Pendekatan ini menandai perubahan paradigma besar: OJK tidak hanya menertibkan pasar, tetapi juga menuntun inovasi agar dapat tumbuh kuat tanpa merobek jaring pengaman masyarakat.
Literasi dan Integritas: Menjaga Nurani di Balik Kode Biner
Perlindungan terbaik, pada akhirnya, adalah pengetahuan itu sendiri: Literasi Keuangan. Melalui program SIKAPI dan kampanye Waspada Investasi Ilegal, OJK berupaya membangun tameng literasi yang kokoh bagi generasi yang rentan terhadap godaan cuan instan.
Konten edukasi OJK kini hadir dalam bentuk podcast, komik digital, hingga kolaborasi dengan influencer muda, mengubah narasi keuangan yang rumit menjadi pesan yang bermakna.

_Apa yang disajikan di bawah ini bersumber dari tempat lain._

// wowsdirectory - platform/mod.rs
//
// Platform abstraction layer: OS directories, config file, registry,
// Steam, and filesystem helpers.
// Dependencies: standard library, directories, winreg, steamlocate.

pub mod config;
pub mod fs;
pub mod registry;
pub mod steam;
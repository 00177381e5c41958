// wowsdirectory - lib.rs
//
// Library entry point, exposing the locator for the CLI binary, integration
// tests, and programmatic use.

pub mod core;
pub mod platform;
pub mod util;

pub use crate::core::locator::GameDirectory;
pub use crate::core::server::{GameServer, GAME_SERVERS};
// wowsdirectory - tests/e2e_locate.rs
//
// End-to-end tests for the locator.
//
// These tests exercise real config.toml parsing, real game_info.xml files on
// disk, real walkdir and glob traversal. Host-dependent strategies (registry,
// Steam, default paths) are disabled through config so results do not depend
// on what is installed on the machine running the tests.

use std::fs;
use std::path::{Path, PathBuf};
use wowsdirectory::core::strategy::{DefaultPathStrategy, RegistryStrategy};
use wowsdirectory::platform::config::{load_config, parse_config, AppConfig};
use wowsdirectory::platform::registry::{UninstallEntry, UninstallSource};
use wowsdirectory::util::error::DiscoveryError;
use wowsdirectory::{GameDirectory, GameServer, GAME_SERVERS};

// =============================================================================
// Helpers
// =============================================================================

/// Absolute path to the on-disk fixture clients.
fn clients_dir() -> PathBuf {
    PathBuf::from(env!("CARGO_MANIFEST_DIR"))
        .join("tests")
        .join("fixtures")
        .join("clients")
}

fn client(name: &str) -> PathBuf {
    clients_dir().join(name)
}

/// Config with every host-dependent strategy switched off.
fn isolated_config() -> AppConfig {
    AppConfig {
        use_registry: false,
        use_steam: false,
        use_default_paths: false,
        ..AppConfig::default()
    }
}

/// TOML basic strings treat backslashes as escapes; literal strings do not.
fn toml_literal(path: &Path) -> String {
    format!("'{}'", path.display())
}

// =============================================================================
// No installation present
// =============================================================================

/// With nothing installed, every region stays unresolved and locate() does
/// not fail.
#[test]
fn e2e_no_installation_resolves_nothing() {
    let empty = tempfile::tempdir().unwrap();
    let config = AppConfig {
        search_roots: vec![empty.path().to_path_buf()],
        ..isolated_config()
    };

    let mut locator = GameDirectory::from_config(&config, None);
    locator.locate().info();

    assert!(locator.get_game_directory(GameServer::Ww).is_none());
    for server in GAME_SERVERS {
        assert!(
            locator.get_game_directory(server).is_none(),
            "{server} should be unresolved"
        );
    }
    assert!(locator.available_paths().is_empty());
}

/// Reads before locate() report nothing even when installs exist.
#[test]
fn e2e_reads_before_locate_are_empty() {
    let config = AppConfig {
        search_roots: vec![clients_dir()],
        ..isolated_config()
    };
    let locator = GameDirectory::from_config(&config, None);
    for server in GAME_SERVERS {
        assert!(locator.get_game_directory(server).is_none());
    }
}

// =============================================================================
// Search roots
// =============================================================================

/// Walking the fixtures finds all three regions and ignores the foreign
/// product.
#[test]
fn e2e_search_root_resolves_every_fixture_region() {
    let config = AppConfig {
        search_roots: vec![clients_dir()],
        max_depth: 1,
        ..isolated_config()
    };

    let mut locator = GameDirectory::from_config(&config, None);
    locator.locate();

    assert_eq!(
        locator.get_game_directory(GameServer::Ww),
        Some(client("World_of_Warships").as_path())
    );
    assert_eq!(
        locator.get_game_directory(GameServer::Cn),
        Some(client("World_of_Warships_CN").as_path())
    );
    assert_eq!(
        locator.get_game_directory(GameServer::Pt),
        Some(client("World_of_Warships_PT").as_path())
    );
    assert_eq!(locator.available_servers(), GAME_SERVERS.to_vec());
    for path in locator.available_paths() {
        assert!(path.is_absolute(), "{} is not absolute", path.display());
        assert!(!path.ends_with("World_of_Tanks"));
    }
}

// =============================================================================
// Config file
// =============================================================================

/// A config.toml on disk drives the whole chain, overrides first.
#[test]
fn e2e_config_file_override_beats_search_root() {
    let dir = tempfile::tempdir().unwrap();
    let override_dir = dir.path().join("custom_ww");
    fs::create_dir(&override_dir).unwrap();

    let config_path = dir.path().join("config.toml");
    fs::write(
        &config_path,
        format!(
            "[discovery]\nregistry = false\nsteam = false\ndefault_paths = false\n\
             search_roots = [{}]\nmax_depth = 1\n\n[overrides]\nww = {}\n",
            toml_literal(&clients_dir()),
            toml_literal(&override_dir),
        ),
    )
    .unwrap();

    let (config, warnings) = load_config(&config_path, true);
    assert!(warnings.is_empty(), "unexpected warnings: {warnings:?}");

    let mut locator = GameDirectory::from_config(&config, None);
    locator.locate();

    assert_eq!(
        locator.get_game_directory(GameServer::Ww),
        Some(override_dir.as_path())
    );
    assert_eq!(
        locator.record().get(GameServer::Ww).map(|i| i.source),
        Some("override")
    );
    assert_eq!(
        locator.record().get(GameServer::Cn).map(|i| i.source),
        Some("search-root")
    );
}

/// An override pointing at a missing directory falls through to discovery.
#[test]
fn e2e_stale_override_falls_through() {
    let dir = tempfile::tempdir().unwrap();
    let content = format!(
        "[discovery]\nregistry = false\nsteam = false\ndefault_paths = false\n\
         search_roots = [{}]\n\n[overrides]\npt = {}\n",
        toml_literal(&clients_dir()),
        toml_literal(&dir.path().join("uninstalled")),
    );
    let (config, warnings) = parse_config(&content, Path::new("config.toml"));
    assert!(warnings.is_empty(), "unexpected warnings: {warnings:?}");

    let mut locator = GameDirectory::from_config(&config, None);
    locator.locate();
    assert_eq!(
        locator.get_game_directory(GameServer::Pt),
        Some(client("World_of_Warships_PT").as_path())
    );
}

// =============================================================================
// Registry and default paths against fixtures
// =============================================================================

struct FixtureRegistry;

impl UninstallSource for FixtureRegistry {
    fn entries(&self) -> Result<Vec<UninstallEntry>, DiscoveryError> {
        Ok(vec![
            UninstallEntry {
                key_name: "WOWS.WW.PRODUCTION".into(),
                publisher: Some("Wargaming.net".into()),
                install_location: Some(client("World_of_Warships").display().to_string()),
            },
            UninstallEntry {
                key_name: "{C3B1-360-WOWS}".into(),
                publisher: Some("360.cn".into()),
                install_location: Some(client("World_of_Warships_CN").display().to_string()),
            },
            UninstallEntry {
                key_name: "WOT.EU.PRODUCTION".into(),
                publisher: Some("Wargaming.net".into()),
                install_location: Some(client("World_of_Tanks").display().to_string()),
            },
        ])
    }
}

#[test]
fn e2e_registry_then_default_paths() {
    let pattern = format!(
        "{}{}World_of_Warships*",
        glob::Pattern::escape(&clients_dir().to_string_lossy()),
        std::path::MAIN_SEPARATOR
    );

    let publishers = AppConfig::default().publishers;
    let mut locator = GameDirectory::new(vec![
        Box::new(RegistryStrategy::new(FixtureRegistry, publishers)),
        Box::new(DefaultPathStrategy::new(vec![pattern])),
    ]);
    locator.locate();

    let source = |s| locator.record().get(s).map(|i| i.source);
    assert_eq!(source(GameServer::Ww), Some("registry"));
    assert_eq!(source(GameServer::Cn), Some("registry"));
    assert_eq!(source(GameServer::Pt), Some("default-path"));
}
impl TranslationClient {
    pub fn new(http: reqwest::Client, config: Arc<Config>, tokens: Arc<TokenProvider>) -> Self {
        Self {
            http,
            config,
            tokens,
        }
    }

    /// Translate `text` into `to`, auto-detecting the source language when
    /// `from` is `None`.
    ///
    /// Protected spans are masked before the call and restored after it.
    /// This never fails: when the backend call goes wrong in any way the
    /// returned translation carries the original text on both sides.
    pub async fn get_translation(
        &self,
        from: Option<&str>,
        to: &str,
        text: &str,
        kind: TranslationKind,
    ) -> Translation {
        debug!(
            from = from.unwrap_or("auto"),
            to, "Translating message text"
        );

        let masked = MaskedText::mask(text);
        let mut source_language = from.map(str::to_string);

        let translated_text = match self.call_translate(from, to, masked.text()).await {
            Ok((detected, translated)) => {
                if source_language.is_none() {
                    source_language = detected;
                }
                masked.unmask(&translated)
            }
            Err(err) => {
                error!("Unable to translate message: {err:#}");
                masked.restore_original()
            }
        };

        debug!("Finished translating");
        Translation {
            original: LocalText {
                language: source_language.unwrap_or_else(|| "unknown".to_string()),
                text: text.to_string(),
            },
            translated: LocalText {
                language: to.to_string(),
                text: translated_text,
            },
            kind,
            code_blocks: masked.code_blocks(),
        }
    }

    async fn call_translate(
        &self,
        from: Option<&str>,
        to: &str,
        text: &str,
    ) -> Result<(Option<String>, String)> {
        let mut url = format!(
            "{}/translate?api-version=3.0&to={}",
            self.config.translator_endpoint.trim_end_matches('/'),
            to
        );
        if let Some(from) = from.filter(|f| !f.trim().is_empty()) {
            url.push_str(&format!("&from={from}"));
        }

        let mut request = self.http.post(&url).json(&[TranslateRequest { text }]);
        if let Some(token) = self.tokens.current() {
            request = request.bearer_auth(token);
        }

        let response = request
            .send()
            .await
            .context("Failed to send translation request")?;

        if !response.status().is_success() {
            let status = response.status();
            let body = response
                .text()
                .await
                .unwrap_or_else(|e| format!("<failed to read body: {e}>"));
            bail!("Unable to translate. Service returned {status}: {body}");
        }

        let items: Vec<TranslateResponse> = response
            .json()
            .await
            .context("Response is not a valid translation")?;

        let first = items
            .into_iter()
            .next()
            .context("No translations were returned")?;
        let translated = first
            .translations
            .unwrap_or_default()
            .into_iter()
            .next()
            .and_then(|t| t.text)
            .context("No translations were returned")?;
        let detected = first.detected_language.map(|d| d.language);

        Ok((detected, translated))
    }

    /// The backend's supported language set with display metadata, keyed
    /// by language code. Failures come back as an empty map so callers can
    /// treat "unknown" as "unsupported".
    pub async fn supported_languages(&self) -> BTreeMap<String, LanguageDetails> {
        match self.fetch_supported_languages().await {
            Ok(languages) => languages,
            Err(err) => {
                error!("Unable to determine the supported language set: {err:#}");
                BTreeMap::new()
            }
        }
    }

    async fn fetch_supported_languages(&self) -> Result<BTreeMap<String, LanguageDetails>> {
        let url = format!(
            "{}/languages?api-version=3.0&scope=translation",
            self.config.translator_endpoint.trim_end_matches('/')
        );
        let response = self
            .http
            .get(&url)
            .send()
            .await
            .context("Failed to reach the languages endpoint")?;

        if !response.status().is_success() {
            bail!("Languages endpoint returned {}", response.status());
        }

        let body: SupportedLanguagesResponse = response
            .json()
            .await
            .context("Languages response is malformed")?;
        Ok(body.translation)
    }

    /// Whether the backend can translate to and from `lang`. Codes match
    /// case-insensitively.
    pub async fn is_supported(&self, lang: &str) -> bool {
        self.supported_languages()
            .await
            .keys()
            .any(|code| code.eq_ignore_ascii_case(lang))
    }
}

Tantangan terberat OJK adalah menjaga nurani dan keadilan di tengah kecepatan inovasi. Dunia keuangan sudah berubah total. Uang menjadi data, transaksi menjadi kode, dan kepercayaan kini bergantung pada kualitas algoritma.
Namun, kita tidak boleh lupa esensinya. Ujung dari setiap transaksi selalu tentang manusia. Tentang mimpi mereka. Ketenangan hidup mereka.
Maka, OJK berdiri sebagai penjaga janji keamanan finansial masyarakat. Di balik setiap regulasi, tersimpan satu harapan sederhana: agar teknologi tidak hanya menguntungkan sebagian kelompok, tetapi juga melindungi semua warga negara. Itulah arti sejati dari regulasi yang berpihak pada kemanusiaan.